Environmentalists and supporters of oil and gas production are battling over the Keystone Pipeline Proposal. On Saturday, residents and local lawmakers hit the streets to voice their concerns over what the pipeline would do to the local environment.
The march started at Alameda Park.
Hanna Beth Jackson: "We need to preserve our planet for ourselves and for our generations to come."
And moved to the Sunken Garden at the Court House.
Helene Schneider: "This is not a Midwest issue, it's an American issue."
And by the time the march ended by Stearns Wharf, it was clear that once again Santa Barbara residents want their voices to be heard when it comes to the environment.
Helene Schneider: "Santa Barbara has always been at the forefront of the environmental issues, and that is clear today."
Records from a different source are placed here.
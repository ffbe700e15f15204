use ndarray::{s, Array2, ArrayBase, Data, DataMut, Ix1, Ix2, NdFloat};
use num_complex::Complex;

use crate::reflection::Reflection;

/// Turns `col` into the unit axis of the Householder reflection mapping it onto a multiple of
/// the first basis vector.
///
/// Returns what would be the first component of column after reflection if a reflection was
/// actually performed, or `None` for a zero column.
pub fn reflection_axis_mut<A: NdFloat, S: DataMut<Elem = Complex<A>>>(
    col: &mut ArrayBase<S, Ix1>,
) -> Option<Complex<A>> {
    let reflection_norm_sq = col.iter().fold(A::zero(), |acc, x| acc + x.norm_sqr());
    let reflection_norm = reflection_norm_sq.sqrt();

    let first = col[0];
    let first_abs = first.norm();
    let phase = if first_abs.is_zero() {
        Complex::new(A::one(), A::zero())
    } else {
        first / first_abs
    };
    let signed_norm = phase * reflection_norm;
    col[0] = first + signed_norm;
    // Equal to `norm(col)^2` after the update above
    let new_norm_sq = (reflection_norm_sq + first_abs * reflection_norm) * A::from(2.0f64).unwrap();

    if !new_norm_sq.is_zero() {
        let new_norm = new_norm_sq.sqrt();
        col.mapv_inplace(|x| x / new_norm);
        Some(-signed_norm)
    } else {
        None
    }
}

/// Uses an householder reflection to zero out the `icol`-th column below the diagonal.
///
/// The axis of the reflection is left in place of the cleared entries (diagonal included).
/// Returns the new diagonal element.
pub fn clear_column<A: NdFloat, S: DataMut<Elem = Complex<A>>>(
    matrix: &mut ArrayBase<S, Ix2>,
    icol: usize,
) -> Complex<A> {
    let (mut left, mut right) = matrix.multi_slice_mut((s![.., icol], s![.., icol + 1..]));
    let mut axis = left.slice_mut(s![icol..]);
    let refl_norm = reflection_axis_mut(&mut axis);

    if refl_norm.is_some() {
        let refl = Reflection::new(axis);
        let mut refl_rows = right.slice_mut(s![icol.., ..]);
        refl.reflect_cols(&mut refl_rows);
    }
    refl_norm.unwrap_or_else(|| Complex::new(A::zero(), A::zero()))
}

/// Assembles the unitary factor from the reflection axes stored below the diagonal of
/// `matrix`.
///
/// The result has as many rows as `matrix` and `min(rows, cols)` columns.
pub fn assemble_q<A: NdFloat, S: Data<Elem = Complex<A>>>(
    matrix: &ArrayBase<S, Ix2>,
) -> Array2<Complex<A>> {
    let (nrows, ncols) = matrix.dim();
    let dim = nrows.min(ncols);
    let mut res = Array2::zeros((nrows, dim));
    res.diag_mut().fill(Complex::new(A::one(), A::zero()));

    for i in (0..dim).rev() {
        let axis = matrix.slice(s![i.., i]);
        let refl = Reflection::new(axis);

        let mut res_rows = res.slice_mut(s![i.., i..]);
        refl.reflect_cols(&mut res_rows);
    }

    res
}

#[cfg(test)]
mod tests {
    use approx::assert_abs_diff_eq;
    use ndarray::array;

    use super::*;
    use crate::norm::Norm;

    fn c(re: f64, im: f64) -> Complex<f64> {
        Complex::new(re, im)
    }

    #[test]
    fn householder() {
        let mut arr = array![c(1.5, 0.), c(2., 0.), c(3., 0.)];
        let ret = reflection_axis_mut(&mut arr).unwrap();
        assert_abs_diff_eq!(ret.re, -3.90512, epsilon = 1e-4);
        assert_abs_diff_eq!(ret.im, 0.);
        assert_abs_diff_eq!(arr.map(|x| x.re), array![0.8319, 0.3078, 0.4617], epsilon = 1e-4);
        assert_abs_diff_eq!(arr.norm_l2(), 1.0, epsilon = 1e-12);

        // The reflected vector keeps the phase of the leading entry
        let mut arr = array![c(0., 3.), c(0., 0.), c(4., 0.)];
        let orig = arr.clone();
        let ret = reflection_axis_mut(&mut arr).unwrap();
        assert_abs_diff_eq!(ret.re, 0., epsilon = 1e-12);
        assert_abs_diff_eq!(ret.im, -5., epsilon = 1e-12);
        let mut col = orig.insert_axis(ndarray::Axis(1));
        Reflection::new(arr.view()).reflect_cols(&mut col);
        assert_abs_diff_eq!(
            (&col.column(0) - &array![ret, c(0., 0.), c(0., 0.)]).norm_l2(),
            0.,
            epsilon = 1e-12
        );

        let mut arr = array![c(0., 0.), c(0., 0.)];
        assert_eq!(reflection_axis_mut(&mut arr), None);
        assert_abs_diff_eq!(arr.norm_l2(), 0.);
    }

    #[test]
    fn assemble_unitary() {
        let mut arr = array![
            [c(1., 2.), c(0., 1.)],
            [c(-1., 0.), c(2., 2.)],
            [c(0.5, -1.), c(3., 0.)]
        ];
        for i in 0..2 {
            clear_column(&mut arr, i);
        }
        let q = assemble_q(&arr);
        assert_eq!(q.dim(), (3, 2));
        let gram = q.t().mapv(|x| x.conj()).dot(&q);
        assert_abs_diff_eq!((&gram - &Array2::<Complex<f64>>::eye(2)).norm_l2(), 0., epsilon = 1e-12);
    }
}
Today's march was part of a bigger national movement, but locally there is the feel that if the Pipeline proposal is passed, California has more to lose than most states.
Hannah-Beth Jackson: "California depends on it's natural resources, so it's important that we protect the environment."
Jim Murray: "Santa Barbara has always been a place where people are concerned about the environment. Some people think it's because of the infamous 1969 oil spill."
The 1969 Santa Barbara oil spill remains the largest oil spill to have occurred in the waters off California, and the devastation that it left weighs still heavily on the mind of local residents.
Linda Krop: "We need to remember just how important our environment is to us."
Pipeline owner Transcanada is currently seeking a Presidential permit from the U.S. State Department to get the Keystone Pipeline Project to move forward.
President Barack Obama could make the final decision on whether to approve the project later this year or in early 2014.